Gonzalez helped build motor simulation models and processed data as part of the team’s test scenarios. He said he didn’t fully grasp the magnitude of the work until other industry professionals at the conference started congratulating the team.
“I was just excited to be chosen for the research in the first place. I didn’t even know what we were building would turn into something like this,” he said.
The recognition reaffirmed what Gonzalez had already learned at UTC. He didn’t have to leave Chattanooga to get a first-class engineering education.
“Have you ever watched the movie Monsters University?” Gonzalez asked with a laugh. “In the movie, the students all go to Monsters University because they want to work at Monsters Inc., which generates all of the power.
“As students, that’s kind of how we look at it: UTC is like a mini Monsters University and TVA is like Monsters Inc. generating power. We have world-class industry leaders right here locally. You don’t have to go across the world to get that kind of education.”
Adams, a senior electrical engineering major and a 2022 graduate of Chattanooga Christian School, joined Gonzalez in handling much of the project’s simulation work.

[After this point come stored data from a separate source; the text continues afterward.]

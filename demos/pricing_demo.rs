// demos/pricing_demo.rs

//! Demonstration of closed-form Black-Scholes pricing
//!
//! This example shows how to:
//! 1. Build validated option parameters
//! 2. Price calls and puts with delta and gamma
//! 3. Check put-call parity
//! 4. Handle out-of-domain inputs with typed errors

use anyhow::Result;
use bs_heatmap_lib::{
    price, BlackScholes, OptionParameters, PricingError, PricingModel, PutDeltaConvention,
};

fn main() -> Result<()> {
    println!("Black-Scholes Pricing Demo");
    println!("==========================");

    let scenarios = [
        ("ATM, r=5%", OptionParameters::new(1.0, 100.0, 100.0, 0.2, 0.05)?),
        ("ATM, r=0%", OptionParameters::new(1.0, 100.0, 100.0, 0.2, 0.0)?),
        ("ITM call, 3m", OptionParameters::new(0.25, 90.0, 100.0, 0.3, 0.02)?),
        ("OTM call, 2y", OptionParameters::new(2.0, 130.0, 100.0, 0.25, 0.03)?),
        ("Negative rate", OptionParameters::new(1.0, 100.0, 100.0, 0.2, -0.005)?),
    ];

    println!(
        "\n{:<14} {:>9} {:>9} {:>8} {:>8} {:>8} {:>12}",
        "Scenario", "Call", "Put", "Δ call", "Δ put", "Γ", "Parity err"
    );
    for (name, params) in &scenarios {
        let result = price(params);
        let parity = result.call_price
            - result.put_price
            - (params.current_price - params.strike * params.discount_factor());
        println!(
            "{:<14} {:>9.4} {:>9.4} {:>8.4} {:>8.4} {:>8.5} {:>12.2e}",
            name,
            result.call_price,
            result.put_price,
            result.call_delta,
            result.put_delta,
            result.call_gamma,
            parity
        );
    }

    println!("\nPut delta conventions for the ATM option:");
    let atm = scenarios[0].1;
    for convention in [PutDeltaConvention::Textbook, PutDeltaConvention::Complement] {
        let result = BlackScholes::with_put_delta(convention).evaluate(&atm)?;
        println!("  {:?}: {:.4}", convention, result.put_delta);
    }

    println!("\nOut-of-domain inputs:");
    match OptionParameters::new(1.0, 100.0, 100.0, 0.0, 0.05) {
        Err(PricingError::InvalidParameter { name, value, .. }) => {
            println!("  rejected {} = {}", name, value)
        }
        other => println!("  unexpected: {:?}", other),
    }

    Ok(())
}
//! Spot × volatility grid evaluation
//!
//! Sweeps a pricing model across two ranges and assembles the resulting
//! [`PriceMatrix`] values used for heatmaps, plus the configuration layer that
//! turns user-facing bounds into explicit ranges.

pub mod config;
pub mod evaluator;
pub mod types;

pub use config::*;
pub use evaluator::*;
pub use types::*;

use crate::error::Result;
use crate::models::bs::{OptionParameters, OptionType};

/// Sequential Black-Scholes [`GridEvaluator::sweep`].
pub fn sweep(
    base: &OptionParameters,
    spot_range: &Range,
    vol_range: &Range,
    strike: f64,
    option_type: OptionType,
) -> Result<PriceMatrix> {
    GridEvaluator::black_scholes().sweep(base, spot_range, vol_range, strike, option_type)
}

/// Sequential Black-Scholes [`GridEvaluator::sweep_difference`].
pub fn sweep_difference(
    base: &OptionParameters,
    spot_range: &Range,
    vol_range: &Range,
    reference_range: &Range,
    option_type: OptionType,
) -> Result<PriceMatrix> {
    GridEvaluator::black_scholes().sweep_difference(
        base,
        spot_range,
        vol_range,
        reference_range,
        option_type,
    )
}
//! Error taxonomy shared by the pricing engine and the grid evaluator.

use thiserror::Error;

/// Errors raised by pricing and grid evaluation.
///
/// Every variant names the precondition that failed so callers can tell an
/// invalid input apart from a valid input that produced a degenerate result.
#[derive(Error, Debug, Clone, PartialEq)]
pub enum PricingError {
    /// A market or contract parameter is outside the model's domain.
    #[error("invalid parameter: {name} must be {requirement}, got {value}")]
    InvalidParameter {
        name: &'static str,
        value: f64,
        requirement: &'static str,
    },

    /// A per-row reference sequence does not line up with the volatility axis.
    #[error("reference range has {actual} values but the volatility range has {expected}")]
    RangeLengthMismatch { expected: usize, actual: usize },

    /// Valid inputs produced a NaN or infinite intermediate/output value.
    #[error("numeric domain error: {quantity} evaluated to {value}")]
    NumericDomainError { quantity: &'static str, value: f64 },

    /// Range bounds are not finite, reversed, or the count is zero.
    #[error("invalid range [{min}, {max}] with {count} points: need finite min <= max and count >= 1")]
    InvalidRange { min: f64, max: f64, count: usize },
}

/// Crate-wide result alias for the typed core errors.
pub type Result<T, E = PricingError> = std::result::Result<T, E>;
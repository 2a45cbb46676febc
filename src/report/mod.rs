//! Presentation adapters around the core: text tables, SVG heatmaps and CSV
//! export. Nothing here feeds back into pricing.

pub mod export;
pub mod heatmap;
pub mod table;

pub use export::{to_csv_string, write_csv};
pub use heatmap::{render_svg, write_svg, HeatmapStyle, Palette};
pub use table::{inputs_table, summary_table};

“The main part that Julio and I were working on was the simulation,” Adams said. “There was obviously a theory behind the work, but we weren’t sure if it was feasible.
“Julio and I were working in MATLAB and Simulink; it was the Watts Bar Nuclear Power Plant, fully simulated inside of Simulink. We ran different tests based on the theory to see if our method was feasible.”
When asked how he would explain the project to someone unfamiliar with power engineering, Adams pointed to an analogy Bowman had shared with him.
“It’s like trying to measure grains of sand on a springboard,” Adams said. “In order to shut down a nuclear plant, you have to have power—and if you don’t know if you have capable power, then your power plant is at risk.
“If I were to explain it to someone that doesn’t know about power, I’d probably say, ‘We’re just trying our best to keep the world safe.’”
Karrar said the success of the project reflects the broader strategy UTC’s College of Engineering and Computer Science has adopted to expose students to real-world engineering problems while building deep connections with industry partners.
“We’re always trying to get students excited about power systems,” he explained, “and this is one of the ways we do it. We bring real problems into the classroom and into the lab. We bring in professionals from TVA, EPB, General Electric and consulting firms to talk directly to students and show them how the knowledge they’re learning applies in the field.”
Bowman, who has worked in the nuclear power industry for more than 35 years, called the UTC partnership one of the most unique and valuable collaborations he’s been part of.
“There’s freedom in this kind of work. You’re not on a strict schedule with deliverables. You can brainstorm, throw ideas around and evolve something over time,” he said. “And when you finally get to present it and it gets recognized on a stage like this? It’s just fun and exciting. That’s what it’s like to work with UTC.”